Going for gold as Touch develops globally

Aug. 14, 2020 @ 11:45 UTC

Peter Topp, Sports Development Director at the Federation of International Touch (FIT), hosted an instructive discussion about the development of Touch recently on ‘Set of 6.’ He was joined by Tristan Mana from Queensland Touch Football, Katie Geiger from the North Queensland Touch Association, Jordan Zhu from the China Touch Association and David Parker from the Youth Development at FIT, who is based on the Gold Coast in Queensland.

Finding positives from the pandemic

The current impact of COVID-19 on Touch continues to be a leading topic for discussion, especially among those promoting the games global development. 

Fortunately, there was positive news in this regard from all three Queensland based panellists, with Touch having resumed or about to resume shortly, due to the exceptionally low rates of COVID-19 transmission in the northern Australian state. The situation in China is promising as well, with China Touch Association’s Jordan Zhu noting, “Social Touch was back in late March and we are looking to host a small competition soon.”

Challenges in Development

The panel engaged is an interesting discussion regarding some of the challenges in developing Touch. This is where the different perspectives of established and developing Touch nations emerged. 

The state of Queensland is a major Touch player inside Touch superpower Australia. Queensland is blessed with massive player numbers and resources, relative to most FIT members. However, it does still have challenges in further developing the sport. Katie Geiger, whose North Queensland Touch Association area is geographically enormous, noted that the large distances between towns and cities made it difficult for some players to find the time to travel to competitions and expensive to do so.
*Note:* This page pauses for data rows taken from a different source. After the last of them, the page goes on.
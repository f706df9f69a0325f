//! shapesync - shape synchronization and lease-based locking for a shared canvas.
//!
//! Many users edit one set of shapes. Each client keeps an optimistic local
//! cache, writes through a retrying repository to the shared shape store, and
//! takes short per-shape leases before editing. A lease is backed twice: a
//! local timer releases it when the user goes idle, and a disconnect hook in
//! the session store lets any other client's [`CleanupMonitor`] release it
//! (and undo a half-finished drag) when the holder vanishes.
//!
//! Both stores are injected as trait objects; nothing here is global.

pub mod cache;
pub mod cleanup;
pub mod client;
pub mod config;
pub mod lease;
pub mod lock;
pub mod presence;
pub mod repo;
pub mod retry;

pub use cache::{Pending, ShapeCache};
pub use cleanup::{CleanupMonitor, CleanupOutcome};
pub use client::{CanvasClient, Unsubscribe};
pub use config::{SyncConfig, default_config_path};
pub use lease::LeaseTimer;
pub use lock::{Lease, LockManager};
pub use presence::{Interaction, InteractionState};
pub use repo::{BatchChange, ShapeRepo};
pub use retry::RetryPolicy;

pub use shapesync_core::{
    CanvasId, CanvasMeta, NewShape, Point, RelativeTransform, SessionId, Shape, ShapeBody, ShapeId, ShapeKind,
    ShapePatch, ShapeStyle, SyncError, SyncResult, UserId,
};
pub use shapesync_session::{MemorySessionStore, SessionStore};
pub use shapesync_store::{MemoryShapeStore, ShapeSnapshot, ShapeStore, ShapeSubscription};
//! Full-snapshot subscriptions over a `watch` channel.
//!
//! A watch channel keeps only the newest value, which is exactly the
//! semantics of a full-snapshot feed: a slow reader skips intermediate
//! states and converges on the latest one.

use std::sync::Arc;

use tokio::sync::watch;

use shapesync_core::Shape;

/// Every shape on the canvas at one point in time
pub type ShapeSnapshot = Arc<Vec<Shape>>;

/// Receiving end of a canvas subscription
#[derive(Debug)]
pub struct ShapeSubscription {
    rx: watch::Receiver<ShapeSnapshot>,
    primed: bool,
}

impl ShapeSubscription {
    pub fn new(rx: watch::Receiver<ShapeSnapshot>) -> Self {
        Self { rx, primed: false }
    }

    /// Latest snapshot without waiting
    pub fn current(&self) -> ShapeSnapshot {
        self.rx.borrow().clone()
    }

    /// Wait for the next snapshot. Returns `None` once the store is gone.
    pub async fn next(&mut self) -> Option<ShapeSnapshot> {
        if !self.primed {
            self.primed = true;
            return Some(self.rx.borrow_and_update().clone());
        }
        self.rx.changed().await.ok()?;
        Some(self.rx.borrow_and_update().clone())
    }
}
For David Parker, on the Gold Coast, “Competing against other ball sports, especially in winter”, saw a reduction in the number of junior players participating at that time of year. This problem has been rectified, according to David, by introducing shorter school term-based competitions in each of the four school terms. This has encouraged many more junior Rugby League and Football players to play Touch as well during winter. The fact that a solution to this problem was found also highlights another advantage held by established Touch nations. Australia has many experienced administrators and development officers, who can use their vast knowledge about the sport to find innovative solutions to problems.

Emerging challenges

The challenges in developing Touch in the emerging FIT member nations are different. “China has a short history in Touch Football,” Jordan Zhu said. As a new sport in China, there are fewer adult player numbers, less resources generally, a lack of local coaches and administrators, as well as less children playing Touch.

Tristan Mana has been involved in the development of coaching in Australia, New Zealand and the USA, and noted that all newer Touch nations, “Need to get senior players off the field and becoming coaches.”  USA Touch Rugby has embraced this concept by adopting the goal of having no offshore coaches by 2023.

Olympic and World Cup ambition

Each member nation of FIT are at different points on the development clock, but that is not getting in the way of Olympic or World Cup dreams. The reality, however, is that participation numbers, financial resources, coaching and refereeing expertise as well as cultural exposure to ball sports must be addressed as part of the development of emerging nations.

As a new FIT member, the thought of a Touch juggernaut such as Australia developing its arsenal even further must be a bit terrifying but not enough to dull ambition. Jordan Zhu from China Touch Association said, “I hope Touch will become an Olympic sport.” 

The possibilities of Olympic participation for the development of Touch would be immeasurable. Although there are hurdles before this dream becomes reality such as membership of Global Association of International Sports Federations. 

Those obstacles aside, imagine the explosion of development around the world if Touch were to become an Olympic sport. A Touch minnow such as China immediately becomes a sleeping giant. Olympic membership is an intriguing prospect given the low contact nature of the sport, which is becoming increasingly appealing for participants as the impacts of chronic traumatic encephalopathy (CTE) are increasingly digested globally. Indeed, Jordan spoke to this point by stating that “Chinese parents tend to look for non-contact sports for their children.”

The development of Touch globally is truly a salivating prospect with even a World Cup Mens final in 2043 between China V Australia more than a dream if current levels of expansion continue.